_Your instructions_.
Repeat exactly, and only, the lines of the entries below from the one with "const ROW: &str" through the one with "async fn footer_values(row: &dyn", both ends included.
____
use std::collections::BTreeMap;

use async_trait::async_trait;

use super::provider::{PaginationStyle, SiteAdapter, child_href};
use crate::scraper::browser::{BrowserSession, PageElement};
use crate::scraper::error::{ScrapeError, ScrapeResult};
use crate::scraper::normalizer::{NormalizeContext, cartesian, clean_text, normalize_multi, split_multi};
use crate::scraper::record::{JobRecord, NOT_AVAILABLE, RawListing};

const ENTRY_URL: &str = "https://careers.wipro.com/search/?q=&locationsearch=india&searchResultView=LIST&pageNumber=0&facetFilters=%7B%7D&sortBy=&markerViewed=&carouselIndex=";
const ROW: &str = "li[data-testid=\"jobCard\"]";
const TITLE: &str = "a.jobCardTitle";
const TITLE_FALLBACK: &str = "a";
const FOOTER_VALUE: &str = "span.JobsList_jobCardFooterValue__Lc--j";
const FOOTER_FALLBACK: &str = "span";
const NEXT_PAGE: &str = "button[data-testid=\"goToNextPageBtn\"]";
const COOKIE_BANNER: &str = ".cookiePolicy.cookiemanager";
const COOKIE_ACCEPT: &str = "#cookie-accept";

const FIELD_CITY: &str = "city";
const FIELD_STATE: &str = "state";
const FIELD_COUNTRY: &str = "country";
const FIELD_CATEGORY: &str = "category";
const DETAILS_PLACEHOLDER: &str = "Visit link";

/// Wipro's search results render job cards directly in the page. Each card
/// footer lists id, cities, states, country and category in that order.
#[derive(Debug, Default)]
pub struct Wipro;

impl Wipro {
    pub fn new() -> Self {
        Self
    }

    async fn footer_values(row: &dyn PageElement) -> ScrapeResult<Vec<String>> {
        let mut spans = row.find_all(FOOTER_VALUE).await?;
        if spans.is_empty() {
            spans = row.find_all(FOOTER_FALLBACK).await?;
        }
        let mut values = Vec::with_capacity(spans.len());
        for span in spans {
            let text = span.text().await?;
            let text = text.trim();
            if !text.is_empty() {
                values.push(text.to_string());
            }
        }
        Ok(values)
    }

    fn base_record(&self, raw: &RawListing, ctx: &NormalizeContext) -> JobRecord {
        let mut extras = BTreeMap::new();
        extras.insert(
            "Country".to_string(),
            raw.field(FIELD_COUNTRY).unwrap_or_default().to_string(),
        );
        JobRecord {
            title: raw.title.clone(),
            location: NOT_AVAILABLE.to_string(),
            company: self.company().to_string(),
            category: raw.field(FIELD_CATEGORY).map(str::to_string),
            link: raw.link.clone().unwrap_or_else(|| ctx.page_url.clone()),
            responsibilities: DETAILS_PLACEHOLDER.to_string(),
            qualifications: DETAILS_PLACEHOLDER.to_string(),
            scraped_at: ctx.scraped_at.clone(),
            native_id: raw.native_id.clone(),
            extras,
        }
    }
}

fn with_place(mut record: JobRecord, city: String, state: String) -> JobRecord {
    if !city.is_empty() {
        record.location = city.clone();
    }
    record.extras.insert("City".to_string(), city);
    record.extras.insert("State".to_string(), state);
    record
}

#[async_trait]
impl SiteAdapter for Wipro {
    fn id(&self) -> &'static str {
        "wipro"
    }

    fn company(&self) -> &'static str {
        "Wipro"
    }

    fn entry_url(&self) -> &'static str {
        ENTRY_URL
    }

    fn row_selector(&self) -> &'static str {
        ROW
    }

    fn pagination(&self) -> PaginationStyle {
        PaginationStyle::NextButton {
            selector: NEXT_PAGE,
        }
    }

    async fn prepare_page(&self, session: &dyn BrowserSession) -> ScrapeResult<()> {
        for banner in session.find_all(COOKIE_BANNER).await? {
            if !banner.is_displayed().await? {
                continue;
            }
            if let Some(accept) = banner.find(COOKIE_ACCEPT).await? {
                accept.click().await?;
                tracing::debug!("Dismissed cookie banner");
            }
        }
        Ok(())
    }

    async fn read_row(&self, index: usize, row: &dyn PageElement) -> ScrapeResult<RawListing> {
        let anchor = match row.find(TITLE).await? {
            Some(a) => Some(a),
            None => row.find(TITLE_FALLBACK).await?,
        };
        let anchor = anchor.ok_or_else(|| ScrapeError::element_read(index, "no title link"))?;
        let title = clean_text(&anchor.text().await?);
        if title.is_empty() {
            return Err(ScrapeError::element_read(index, "empty title"));
        }

        let values = Self::footer_values(row).await?;
        let job_id = values.first().cloned().unwrap_or_default();
        if job_id.is_empty() || !job_id.chars().all(|c| c.is_ascii_digit()) {
            return Err(ScrapeError::element_read(
                index,
                format!("job id '{}' is not numeric", job_id),
            ));
        }
        let value = |i: usize| values.get(i).cloned().unwrap_or_default();

        let mut raw = RawListing::new(title)
            .with_field(FIELD_CITY, value(1))
            .with_field(FIELD_STATE, value(2))
            .with_field(FIELD_COUNTRY, value(3))
            .with_field(FIELD_CATEGORY, value(4));
        raw.native_id = Some(job_id);
        raw.link = match anchor.attribute("href").await? {
            Some(href) if !href.trim().is_empty() => Some(href.trim().to_string()),
            _ => child_href(row, "a[href]").await?,
        };
        Ok(raw)
    }

    fn normalize(&self, raw: &RawListing, ctx: &NormalizeContext) -> Vec<JobRecord> {
        let raw_city = raw.field(FIELD_CITY).unwrap_or_default();
        let raw_state = raw.field(FIELD_STATE).unwrap_or_default();
        let cities = split_multi(raw_city);
        let states = split_multi(raw_state);

        if ctx.options.expand_multi && !cities.is_empty() && !states.is_empty() {
            return cartesian(&cities, &states)
                .into_iter()
                .map(|(city, state)| with_place(self.base_record(raw, ctx), city, state))
                .collect();
        }

        vec![with_place(
            self.base_record(raw, ctx),
            normalize_multi(raw_city),
            normalize_multi(raw_state),
        )]
    }
}

#[cfg(test)]
mod tests {
    use super::*;
    use crate::scraper::normalizer::NormalizeOptions;
    use crate::scraper::testing::FakeElement;

    fn ctx(expand_multi: bool) -> NormalizeContext {
        NormalizeContext {
            options: NormalizeOptions { expand_multi },
            scraped_at: "2024-05-01T10:00:00Z".into(),
            page_url: ENTRY_URL.into(),
        }
    }

    fn card(id: &str, city: &str, state: &str) -> FakeElement {
        FakeElement::new(ROW)
            .child(
                FakeElement::new(TITLE)
                    .also(TITLE_FALLBACK)
                    .text("Java Developer")
                    .attr("href", "https://careers.wipro.com/job/1"),
            )
            .child(FakeElement::new(FOOTER_VALUE).text(id))
            .child(FakeElement::new(FOOTER_VALUE).text(city))
            .child(FakeElement::new(FOOTER_VALUE).text(state))
            .child(FakeElement::new(FOOTER_VALUE).text("India"))
            .child(FakeElement::new(FOOTER_VALUE).text("Engineering"))
    }

    #[tokio::test]
    async fn test_read_row_extracts_footer() {
        let raw = Wipro
            .read_row(0, &card("3012", "Pune, Mumbai", "Maharashtra"))
            .await
            .unwrap();
        assert_eq!(raw.title, "Java Developer");
        assert_eq!(raw.native_id.as_deref(), Some("3012"));
        assert_eq!(raw.field(FIELD_CITY), Some("Pune, Mumbai"));
        assert_eq!(raw.field(FIELD_CATEGORY), Some("Engineering"));
        assert_eq!(raw.link.as_deref(), Some("https://careers.wipro.com/job/1"));
    }

    #[tokio::test]
    async fn test_read_row_rejects_non_numeric_id() {
        let err = Wipro
            .read_row(2, &card("REQ-1", "Pune", "Maharashtra"))
            .await
            .unwrap_err();
        assert!(matches!(err, ScrapeError::ElementRead { index: 2, .. }));
    }

    #[test]
    fn test_normalize_joins_multi_values() {
        let raw = RawListing::new("Java Developer")
            .with_field(FIELD_CITY, "Pune, Mumbai")
            .with_field(FIELD_STATE, "Maharashtra");
        let records = Wipro.normalize(&raw, &ctx(false));
        assert_eq!(records.len(), 1);
        assert_eq!(records[0].extras["City"], "Pune; Mumbai");
        assert_eq!(records[0].extras["State"], "Maharashtra");
        assert_eq!(records[0].location, "Pune; Mumbai");
    }

    #[test]
    fn test_normalize_expands_when_requested() {
        let raw = RawListing::new("Java Developer")
            .with_field(FIELD_CITY, "Pune, Mumbai")
            .with_field(FIELD_STATE, "Maharashtra; Goa");
        let records = Wipro.normalize(&raw, &ctx(true));
        let places: Vec<(&str, &str)> = records
            .iter()
            .map(|r| (r.extras["City"].as_str(), r.extras["State"].as_str()))
            .collect();
        assert_eq!(
            places,
            vec![
                ("Pune", "Maharashtra"),
                ("Pune", "Goa"),
                ("Mumbai", "Maharashtra"),
                ("Mumbai", "Goa")
            ]
        );
    }

    #[test]
    fn test_expand_without_states_falls_back_to_single_row() {
        let raw = RawListing::new("Java Developer").with_field(FIELD_CITY, "Pune, Mumbai");
        let records = Wipro.normalize(&raw, &ctx(true));
        assert_eq!(records.len(), 1);
        assert_eq!(records[0].extras["State"], "");
    }

    #[test]
    fn test_missing_city_keeps_na_location() {
        let raw = RawListing::new("Java Developer");
        assert_eq!(Wipro.normalize(&raw, &ctx(false))[0].location, "N/A");
    }
}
____
_Result of the task_.
const ROW: &str = "li[data-testid=\"jobCard\"]";
const TITLE: &str = "a.jobCardTitle";
const TITLE_FALLBACK: &str = "a";
const FOOTER_VALUE: &str = "span.JobsList_jobCardFooterValue__Lc--j";
const FOOTER_FALLBACK: &str = "span";
const NEXT_PAGE: &str = "button[data-testid=\"goToNextPageBtn\"]";
const COOKIE_BANNER: &str = ".cookiePolicy.cookiemanager";
const COOKIE_ACCEPT: &str = "#cookie-accept";

const FIELD_CITY: &str = "city";
const FIELD_STATE: &str = "state";
const FIELD_COUNTRY: &str = "country";
const FIELD_CATEGORY: &str = "category";
const DETAILS_PLACEHOLDER: &str = "Visit link";

/// Wipro's search results render job cards directly in the page. Each card
/// footer lists id, cities, states, country and category in that order.
#[derive(Debug, Default)]
pub struct Wipro;

impl Wipro {
    pub fn new() -> Self {
        Self
    }

    async fn footer_values(row: &dyn PageElement) -> ScrapeResult<Vec<String>> {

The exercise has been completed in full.